Scientific classification
- Kingdom: Plantae
- Clade: Embryophytes
- Clade: Tracheophytes
- Clade: Angiosperms
- Clade: Eudicots
- Clade: Rosids
- Order: Malpighiales
- Family: Hypericaceae
- Genus: Triadenum
- Species: T. fraseri
- Binomial name: Triadenum fraseri (Spach) Gleason
- Synonyms: Hypericum fraseri;

= Hypericum fraseri =

- Genus: Triadenum
- Species: fraseri
- Authority: (Spach) Gleason
- Conservation status: G5
- Synonyms: Hypericum fraseri

Species of flowering plant in the St John's wort family

Triadenum fraseri, commonly known as bog St. John's wort, Fraser's St. John's wort, and Fraser's marsh St. John's wort, is a perennial flowering plant in the family Hypericaceae that grows in wetlands of Canada and the northern United States. It is named after John Fraser (1750–1811), a Scottish botanist and widely travelled plant collector.

==Description==
Triadenum fraseri is a perennial forb that can grow to heights of 1 ft to 2 ft. The plant has blue-green, sometimes purple-tinged, stalkless, elliptical, opposite leaves that are typically 2.5 in long and to 1.75 in wide, with prominent, often red stems and veins.

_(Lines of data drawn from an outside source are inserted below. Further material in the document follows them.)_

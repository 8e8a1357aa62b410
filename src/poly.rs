//! Sparse integer polynomials in four variables.
//!
//! A polynomial is a sum of terms `coeff * x1^e1 * x2^e2 * x3^e3 * x4^e4`.
//! Evaluation is exact `rug::Integer` arithmetic; the modular variant reduces
//! the exact value once at the end, so intermediates can grow as large as the
//! coefficients and point coordinates demand.

use rug::ops::{Pow, RemRounding};
use rug::Integer;

/// One monomial term: coefficient times a product of coordinate powers.
#[derive(Debug, Clone, PartialEq, Eq)]
pub struct Term {
    pub coeff: Integer,
    pub exps: [u32; 4],
}

impl Term {
    pub fn new(coeff: impl Into<Integer>, exps: [u32; 4]) -> Self {
        Term {
            coeff: coeff.into(),
            exps,
        }
    }
}

/// A sparse polynomial in four variables with integer coefficients.
///
/// The empty term list is the zero polynomial.
#[derive(Debug, Clone, PartialEq, Eq, Default)]
pub struct Poly4 {
    terms: Vec<Term>,
}

impl Poly4 {
    pub fn new(terms: Vec<Term>) -> Self {
        Poly4 { terms }
    }

    /// The zero polynomial.
    pub fn zero() -> Self {
        Poly4 { terms: Vec::new() }
    }

    /// The coordinate projection x_{i+1} (i is zero-based).
    ///
    /// Panics if `i >= 4`; callers index a fixed 4-coordinate system.
    pub fn coordinate(i: usize) -> Self {
        assert!(i < 4, "coordinate index out of range: {i}");
        let mut exps = [0u32; 4];
        exps[i] = 1;
        Poly4 {
            terms: vec![Term::new(1, exps)],
        }
    }

    pub fn terms(&self) -> &[Term] {
        &self.terms
    }

    /// Evaluate exactly at a 4-coordinate point.
    pub fn eval(&self, x: &[Integer; 4]) -> Integer {
        let mut acc = Integer::new();
        for t in &self.terms {
            let mut prod = t.coeff.clone();
            for (xi, &e) in x.iter().zip(&t.exps) {
                match e {
                    0 => {}
                    1 => prod *= xi,
                    _ => prod *= Integer::from(xi.pow(e)),
                }
            }
            acc += prod;
        }
        acc
    }

    /// Evaluate at a point and reduce into `[0, modulus)`.
    ///
    /// Exact evaluation first, a single euclidean reduction after, so the
    /// result is well defined for negative coefficients too.
    pub fn eval_mod(&self, x: &[Integer; 4], modulus: &Integer) -> Integer {
        self.eval(x).rem_euc(modulus)
    }
}
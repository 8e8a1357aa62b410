//! The analytic step-count bound.
//!
//! A genuine prime λ cannot reach the zero class in fewer than
//! `4·ln(λ^(1/4) + 1)/ln 5` applications of the √5 map; the count comes from
//! the growth rate of the underlying recursive sequence. The classifier
//! compares the integer step index strictly against this unrounded value and
//! reports `floor(bound) + 1` as the human-readable minimum when a run falls
//! short.

use rug::{Float, Integer};

/// Working precision for the logarithms. Candidates up to n ≈ 500 are about
/// 1200 bits; 128 bits of mantissa leaves the f64 result exact to well past
/// its own precision.
const PREC: u32 = 128;

/// Minimum number of √5 applications a prime λ needs to reach the zero
/// class: `4·ln(λ^(1/4) + 1)/ln 5`.
///
/// Strictly increasing in λ for λ ≥ 1.
pub fn zero_step_bound(lambda: &Integer) -> f64 {
    let mut x = Float::with_val(PREC, lambda);
    x.root_mut(4);
    x += 1u32;
    x.ln_mut();
    x *= 4u32;
    let ln5 = Float::with_val(PREC, 5u32).ln();
    x /= ln5;
    x.to_f64()
}

/// `floor(bound) + 1`: the smallest integer step count that would clear the
/// bound, reported alongside inconclusive runs.
pub fn steps_needed(lambda: &Integer) -> u64 {
    zero_step_bound(lambda).floor() as u64 + 1
}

The plant displays clusters of a few to several flowers arising from leaf axils, at the end of branching stems. The pink five-petal flowers with green or purplish sepals that range from 0.25 in to 0.75 in wide when fully open (but they are rarely open). The flower typically appears closed like a bud. Each flower features 9 to 12 yellow stamens. The plant's fruit is a three-sectioned dark-red or orange pointed capsule, 0.25 in to 0.5 in long. Triadenum fraseri is typically in flower each year from July through September.

==Taxonomy==
The genus name Triadenum is derived from the Greek meaning "three glands". This name refers to the plant's three-chambered capsule fruit. The species was named in honor of 18th- and early 19th-century Scottish botanist John Fraser (1750–1811). During his career, Fraser served Russian monarchs and collected plant specimens during voyages through North America, the West Indies, and Russia. Fraser was hailed early on by his biographers as "one of the most enterprising, indefatigable, and persevering men that ever embarked in the cause of botany and natural science".

Triadenum fraseri is closely related to Triadenum virginicum.

Botanists have applied several synonyms in identifying Triadenum fraseri, including:

- Elodea fraseri Spach
- Hypericum fraseri (Spach) Steud.
- Hypericum virginicum var. fraseri (Spach) Fernald
- Triadenum virginicum ssp. fraseri (Spach) J. Gillett
- Triadenum virginicum var. fraseri (Spach) Cooperr.

==Distribution and habitat==
Triadenum fraseri thrives in wetlands habitats of "bogs, marshes, swales, sedgy meadows, moist sandy (even marly) shores, conifer swamps and alder thickets".

The United States Department of Agriculture describes Triadenum fraseri as a native species within the states of Connecticut, Illinois, Indiana, Iowa, Maine, Massachusetts, Michigan, Minnesota, Nebraska (rare), New Hampshire, New Jersey (rare), New York, North Carolina (rare), Ohio, Pennsylvania, Rhode Island, Tennessee (rare), Vermont, Virginia (rare), Washington, West Virginia, and Wisconsin, in the United States; and in the provinces of British Columbia, Manitoba, New Brunswick, Nova Scotia, Ontario, Quebec, Newfoundland, Prince Edward Island, Saskatchewan (rare), in Canada; and in the French overseas territories of Saint Pierre and Miquelon. It is categorized as an "obligate wetland" plant by the U.S. Army Corps of Engineers for the Atlantic and Gulf Coastal Plain, Eastern Mountains and Piedmont, Great Plains, Midwest, Northcentral and Northeast; and Western Mountains, Valleys, and Coast regions.